Die Rechtsanwältin der ermordeten Ehefrau hatte den Familienrichter auf den Haftbefehl vor Beginn des Sorgerechts-Prozesses aufmerksam gemacht. Daraufhin hatte dieser die Staatsanwaltschaft alarmiert. Laut Justizministerin hatte der Familienrichter bei der Staatsanwaltschaft lediglich „eine Servicekraft” angetroffen. Diese informierte nach einiger Zeit ihre Geschäftsstellenleiterin über den Anruf. In der Folge wurden offenbar verschiedene Staatsanwälte über die Alarmierung informiert. Die Ermittler handelten aber nicht, sondern wollten den Richter bei einem erneuten Anruf darauf verweisen, die Polizei einzuschalten. Ein weiterer Anruf des Richters blieb jedoch aus.

„Bei der Staatsanwaltschaft sind Fehler gemacht worden”, erklärte die Justizministerin vor dem Rechtsausschuss. Darüber habe sie inzwischen mit dem zuständigen Düsseldorfer Generalstaatsanwalt gesprochen. Der zunächst öffentlich kritisierte Familienrichter hatte nach Auffassung von Müller-Piepenkötter „keinerlei rechtliche Handhabe”, den Gesuchten selbst im Gericht festzunehmen. Inwieweit sich Mitarbeiter der Ermittlungsbehörde in diesem Falle der fahrlässigen Tötung durch Unterlassen strafbar gemacht hätten, ermittele derzeit die Staatsanwaltschaft Krefeld.
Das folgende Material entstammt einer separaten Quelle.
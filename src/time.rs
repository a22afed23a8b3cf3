use chrono::{DateTime, Datelike, FixedOffset, NaiveDate, NaiveDateTime, NaiveTime, TimeZone, Utc};
use chrono_tz::Tz;

use crate::CalculationError;

/// Unix timestamp of the J2000.0 epoch (2000-01-01 12:00:00 UT).
pub(crate) const J2000_UNIX_SECONDS: i64 = 946_728_000;

pub(crate) const SECONDS_PER_DAY: f64 = 86_400.0;

const DAYS_PER_JULIAN_CENTURY: f64 = 36_525.0;

/// Days elapsed since J2000.0 on the UT scale, including the fractional day.
///
/// Relative to J2000 an `f64` resolves well below a microsecond, which the
/// period classifier's probe needs.
pub(crate) fn days_since_j2000(at: &DateTime<Utc>) -> f64 {
    let seconds = (at.timestamp() - J2000_UNIX_SECONDS) as f64 + f64::from(at.timestamp_subsec_nanos()) * 1e-9;
    seconds / SECONDS_PER_DAY
}

/// Julian century (T) from days since J2000.0.
pub(crate) fn julian_century(days: f64) -> f64 {
    days / DAYS_PER_JULIAN_CENTURY
}

/// Seconds since the Unix epoch as a float, used by the discrete-event search.
pub(crate) fn unix_seconds(at: &DateTime<Utc>) -> f64 {
    at.timestamp() as f64 + f64::from(at.timestamp_subsec_nanos()) * 1e-9
}

/// Inverse of [`unix_seconds`], rounded to the microsecond.
pub(crate) fn from_unix_seconds(seconds: f64) -> Result<DateTime<Utc>, CalculationError> {
    if !seconds.is_finite() {
        return Err(CalculationError::TimeConversionError);
    }
    let mut whole = seconds.floor();
    let mut micros = ((seconds - whole) * 1e6).round();
    if micros >= 1e6 {
        whole += 1.0;
        micros = 0.0;
    }
    DateTime::from_timestamp(whole as i64, micros as u32 * 1_000).ok_or(CalculationError::TimeConversionError)
}

/// Calculate ΔT (Terrestrial Time minus Universal Time) in seconds.
///
/// Piecewise polynomial fits cover 1900 through 2150; outside that span the
/// long-term parabola is used.
pub fn get_delta_t(at: &DateTime<Utc>) -> f64 {
    let year = f64::from(at.year()) + (f64::from(at.month()) - 0.5) / 12.0;

    match year {
        y if (1900.0..1920.0).contains(&y) => {
            let t = y - 1900.0;
            -2.79 + 1.494119 * t - 0.0598939 * t.powi(2) + 0.0061966 * t.powi(3) - 0.000197 * t.powi(4)
        }
        y if (1920.0..1941.0).contains(&y) => {
            let t = y - 1920.0;
            21.20 + 0.84493 * t - 0.076100 * t.powi(2) + 0.0020936 * t.powi(3)
        }
        y if (1941.0..1961.0).contains(&y) => {
            let t = y - 1950.0;
            29.07 + 0.407 * t - t.powi(2) / 233.0 + t.powi(3) / 2547.0
        }
        y if (1961.0..1986.0).contains(&y) => {
            let t = y - 1975.0;
            45.45 + 1.067 * t - t.powi(2) / 260.0 - t.powi(3) / 718.0
        }
        y if (1986.0..2005.0).contains(&y) => {
            let t = y - 2000.0;
            63.86 + 0.3345 * t - 0.060374 * t.powi(2)
                + 0.0017275 * t.powi(3)
                + 0.000651814 * t.powi(4)
                + 0.00002373599 * t.powi(5)
        }
        y if (2005.0..2050.0).contains(&y) => {
            let t = y - 2000.0;
            62.92 + 0.32217 * t + 0.005589 * t.powi(2)
        }
        y if (2050.0..2150.0).contains(&y) => {
            let u = (y - 1820.0) / 100.0;
            -20.0 + 32.0 * u * u - 0.5628 * (2150.0 - y)
        }
        y => {
            let u = (y - 1820.0) / 100.0;
            -20.0 + 32.0 * u * u
        }
    }
}

/// Parse an RFC 3339 timestamp that carries an explicit UTC offset.
///
/// Timestamps without an offset (for example `2020-10-01T05:25:00`) are
/// rejected with [`CalculationError::NaiveInstant`] rather than being silently
/// interpreted in some zone.
///
/// ```
/// use sun_moon::{parse_instant, CalculationError};
///
/// assert!(parse_instant("2020-10-01T05:25:00-04:00").is_ok());
/// assert!(matches!(
///     parse_instant("2020-10-01T05:25:00"),
///     Err(CalculationError::NaiveInstant(_))
/// ));
/// ```
pub fn parse_instant(text: &str) -> Result<DateTime<FixedOffset>, CalculationError> {
    if let Ok(instant) = DateTime::parse_from_rfc3339(text.trim()) {
        return Ok(instant);
    }
    let naive = ["%Y-%m-%dT%H:%M:%S%.f", "%Y-%m-%d %H:%M:%S%.f"]
        .iter()
        .any(|format| NaiveDateTime::parse_from_str(text.trim(), format).is_ok());
    if naive {
        Err(CalculationError::NaiveInstant(text.to_string()))
    } else {
        Err(CalculationError::TimeConversionError)
    }
}

/// The UTC instant of local civil midnight starting `date` in `time_zone`.
///
/// When a daylight-saving transition skips midnight the first valid local time
/// of the day is used; when midnight is ambiguous the earlier instant wins.
pub(crate) fn civil_midnight(time_zone: &Tz, date: NaiveDate) -> Result<DateTime<Utc>, CalculationError> {
    let mut local = date.and_time(NaiveTime::MIN);
    for _ in 0..4 {
        if let Some(instant) = time_zone.from_local_datetime(&local).earliest() {
            return Ok(instant.with_timezone(&Utc));
        }
        local += chrono::TimeDelta::minutes(30);
    }
    Err(CalculationError::TimeConversionError)
}
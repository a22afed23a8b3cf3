use std::collections::HashMap;
use std::fmt;
use std::num::NonZeroUsize;
use std::sync::Arc;

use chrono::{DateTime, NaiveDate, TimeDelta, TimeZone, Utc};
use chrono_tz::Tz;

use crate::cache::{DayKey, EventCache};
use crate::config::CalculatorConfig;
use crate::ephemeris::{Body, Ephemeris, Position, PositionProvider};
use crate::naming::{name_transit, name_twilight_transitions};
use crate::period::classify_period;
use crate::search::{find_discrete, transit_parity, twilight_band};
use crate::time::civil_midnight;
use crate::types::{Event, EventName, Location, NameFilter, SolarPeriod};
use crate::CalculationError;

// ============================================================================
// Search window constants
// ============================================================================

/// Offset from civil midnight to the start of the transit window of a solar day.
const DAY_WINDOW_OFFSET_HOURS: i64 = -4;

/// Offset from civil midnight to the start of the transit window of a solar night.
const NIGHT_WINDOW_OFFSET_HOURS: i64 = 8;

/// Length of the transit window; always spans exactly three transits.
const TRANSIT_WINDOW_HOURS: i64 = 32;

/// Padding around twilight searches, and the distance from the middle transit beyond
/// which a morning or evening event belongs to a neighbouring day.
const PADDING_HOURS: i64 = 1;

/// Solar computations for one location.
///
/// Owns its caches, so every query takes `&mut self`. Position and illumination queries
/// work everywhere; date, event and period queries fail with
/// [`CalculationError::PolarLocation`] exactly at the poles.
///
/// # Example
///
/// ```
/// use chrono::NaiveDate;
/// use sun_moon::{EventName, Location, NameFilter, SunMoon};
///
/// let ithaca = Location::new(42.431964, -76.501656).unwrap();
/// let mut sun_moon = SunMoon::new(ithaca, chrono_tz::US::Eastern, true).unwrap();
///
/// let date = NaiveDate::from_ymd_opt(2020, 10, 1).unwrap();
/// let events = sun_moon.get_solar_events(date, &NameFilter::All, true).unwrap();
/// assert_eq!(events.first().map(|event| event.name), Some(EventName::SolarMidnight));
/// ```
pub struct SunMoon {
    location: Location,
    time_zone: Tz,
    result_times_local: bool,
    twilight_search_step: TimeDelta,
    transit_search_step: TimeDelta,
    provider: Arc<dyn PositionProvider>,
    cache: EventCache,
}

impl fmt::Debug for SunMoon {
    fn fmt(&self, f: &mut fmt::Formatter<'_>) -> fmt::Result {
        f.debug_struct("SunMoon")
            .field("location", &self.location)
            .field("time_zone", &self.time_zone)
            .field("result_times_local", &self.result_times_local)
            .finish_non_exhaustive()
    }
}
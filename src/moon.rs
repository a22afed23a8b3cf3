//! Truncated lunar theory with the leading periodic terms of Meeus chapter 47.

use crate::geo::{argument_latitude_moon, mean_anomaly_moon, mean_anomaly_sun, mean_elongation_moon_sun};
use crate::math::{normalize_degrees_360, polynomial};

/// Geocentric ecliptic coordinates of the Moon, referred to the mean equinox of date.
#[derive(Copy, Clone, Debug)]
pub(crate) struct LunarEcliptic {
    pub longitude: f64,
    pub latitude: f64,
    pub distance_km: f64,
}

/// Multiples of (D, M, M', F) with longitude (1e-6°) and distance (1e-3 km) amplitudes.
const LONGITUDE_DISTANCE_TERMS: [(i8, i8, i8, i8, f64, f64); 20] = [
    (0, 0, 1, 0, 6_288_774.0, -20_905_355.0),
    (2, 0, -1, 0, 1_274_027.0, -3_699_111.0),
    (2, 0, 0, 0, 658_314.0, -2_955_968.0),
    (0, 0, 2, 0, 213_618.0, -569_925.0),
    (0, 1, 0, 0, -185_116.0, 48_888.0),
    (0, 0, 0, 2, -114_332.0, -3_149.0),
    (2, 0, -2, 0, 58_793.0, 246_158.0),
    (2, -1, -1, 0, 57_066.0, -152_138.0),
    (2, 0, 1, 0, 53_322.0, -170_733.0),
    (2, -1, 0, 0, 45_758.0, -204_586.0),
    (0, 1, -1, 0, -40_923.0, -129_620.0),
    (1, 0, 0, 0, -34_720.0, 108_743.0),
    (0, 1, 1, 0, -30_383.0, 104_755.0),
    (2, 0, 0, -2, 15_327.0, 10_321.0),
    (0, 0, 1, 2, -12_528.0, 0.0),
    (0, 0, 1, -2, 10_980.0, 79_661.0),
    (4, 0, -1, 0, 10_675.0, -34_782.0),
    (0, 0, 3, 0, 10_034.0, -23_210.0),
    (4, 0, -2, 0, 8_548.0, -21_636.0),
    (2, 1, -1, 0, -7_888.0, 24_208.0),
];

/// Multiples of (D, M, M', F) with latitude amplitudes (1e-6°).
const LATITUDE_TERMS: [(i8, i8, i8, i8, f64); 20] = [
    (0, 0, 0, 1, 5_128_122.0),
    (0, 0, 1, 1, 280_602.0),
    (0, 0, 1, -1, 277_693.0),
    (2, 0, 0, -1, 173_237.0),
    (2, 0, -1, 1, 55_413.0),
    (2, 0, -1, -1, 46_271.0),
    (2, 0, 0, 1, 32_573.0),
    (0, 0, 2, 1, 17_198.0),
    (2, 0, 1, -1, 9_266.0),
    (0, 0, 2, -1, 8_822.0),
    (2, -1, 0, -1, 8_216.0),
    (2, 0, -2, -1, 4_324.0),
    (2, 0, 1, 1, 4_200.0),
    (2, 1, 0, -1, -3_359.0),
    (2, -1, -1, 1, 2_463.0),
    (2, -1, 0, 1, 2_211.0),
    (2, -1, -1, -1, 2_065.0),
    (0, 1, -1, -1, -1_870.0),
    (4, 0, -1, -1, 1_828.0),
    (0, 1, 0, 1, -1_794.0),
];

/// Argument and eccentricity factor shared by both term tables.
fn term_argument(multiples: (i8, i8, i8, i8), elements: [f64; 4], eccentricity: f64) -> (f64, f64) {
    let (d, m, mp, f) = multiples;
    let argument = f64::from(d) * elements[0]
        + f64::from(m) * elements[1]
        + f64::from(mp) * elements[2]
        + f64::from(f) * elements[3];
    let factor = match m.unsigned_abs() {
        1 => eccentricity,
        2 => eccentricity * eccentricity,
        _ => 1.0,
    };
    (argument.to_radians(), factor)
}

/// Moon's geocentric longitude, latitude and distance at `julian_century` (TT).
pub(crate) fn lunar_ecliptic(julian_century: f64) -> LunarEcliptic {
    let t = julian_century;
    let mean_longitude = normalize_degrees_360(polynomial(
        &[218.316_447_7, 481_267.881_234_21, -0.001_578_6, 1.0 / 538_841.0, -1.0 / 65_194_000.0],
        t,
    ));
    let elements = [
        mean_elongation_moon_sun(t),
        mean_anomaly_sun(t),
        mean_anomaly_moon(t),
        argument_latitude_moon(t),
    ];
    let eccentricity = polynomial(&[1.0, -0.002_516, -0.000_007_4], t);

    let mut sum_longitude = 0.0;
    let mut sum_distance = 0.0;
    for &(d, m, mp, f, longitude, distance) in &LONGITUDE_DISTANCE_TERMS {
        let (argument, factor) = term_argument((d, m, mp, f), elements, eccentricity);
        sum_longitude += longitude * factor * argument.sin();
        sum_distance += distance * factor * argument.cos();
    }

    let mut sum_latitude = 0.0;
    for &(d, m, mp, f, latitude) in &LATITUDE_TERMS {
        let (argument, factor) = term_argument((d, m, mp, f), elements, eccentricity);
        sum_latitude += latitude * factor * argument.sin();
    }

    // Venus, Jupiter and flattening corrections
    let a1 = (119.75 + 131.849 * t).to_radians();
    let a2 = (53.09 + 479_264.290 * t).to_radians();
    let a3 = (313.45 + 481_266.484 * t).to_radians();
    let lp = mean_longitude.to_radians();
    let mp = elements[2].to_radians();
    let f = elements[3].to_radians();

    sum_longitude += 3_958.0 * a1.sin() + 1_962.0 * (lp - f).sin() + 318.0 * a2.sin();
    sum_latitude += -2_235.0 * lp.sin() + 382.0 * a3.sin() + 175.0 * (a1 - f).sin() + 175.0 * (a1 + f).sin()
        + 127.0 * (lp - mp).sin()
        - 115.0 * (lp + mp).sin();

    LunarEcliptic {
        longitude: normalize_degrees_360(mean_longitude + sum_longitude / 1_000_000.0),
        latitude: sum_latitude / 1_000_000.0,
        distance_km: 385_000.56 + sum_distance / 1_000.0,
    }
}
Dabei müsse auch geklärt werden, warum der gegen den in den Niederlanden wohnhaften Erol P. ausgestellte Haftbefehl auf Deutschland beschränkt und bis zur Mordtat nicht im Polizei-Computersystem erfasst worden sei. Dieser Haftbefehl war aufgrund einer richterlichen Zeugenvernehmung vom 30. November 2006 von der Staatsanwaltschaft erwirkt worden. Allerdings hatte sie den Haftbefehl erst zweieinhalb Monate später beim Amtsgericht beantragt, obwohl ihr bekannt war, dass Erol P. seine Familie zwischenzeitlich in deren Mönchengladbacher Wohnung mit einem Messer bedroht hatte.

Als der Haftbefehl schließlich am 19. Februar bei der Staatsanwaltschaft vorlag, dauerte es noch bis zum 7. März, ehe er an das Landeskriminalamt weitergegeben wurde. Dort wurde der Haftbefehl am 12. März im Computer erfasst - drei Tage nach dem Doppelmord.

Die Opposition sieht hierin „ein schweres Organisationsversagen” der Justizbehörden. Wie beim Gefängnismord von Siegburg sei die Ministerin erkennbar „überfordert”, die notwendigen Konsequenzen zu ziehen, erklärte SPD-Fraktions-Vize Ralf Jäger. Sie schiebe die Verantwortung an „nachgeordnete Behörden” ab. Für CDU und FDP gibt es „kein Organisationsversagen”, sondern „eine Reihe von menschlichem Fehlverhalten”, erklärte der parlamentarische Geschäftsführer der CDU-Fraktion, Peter Biesenbach.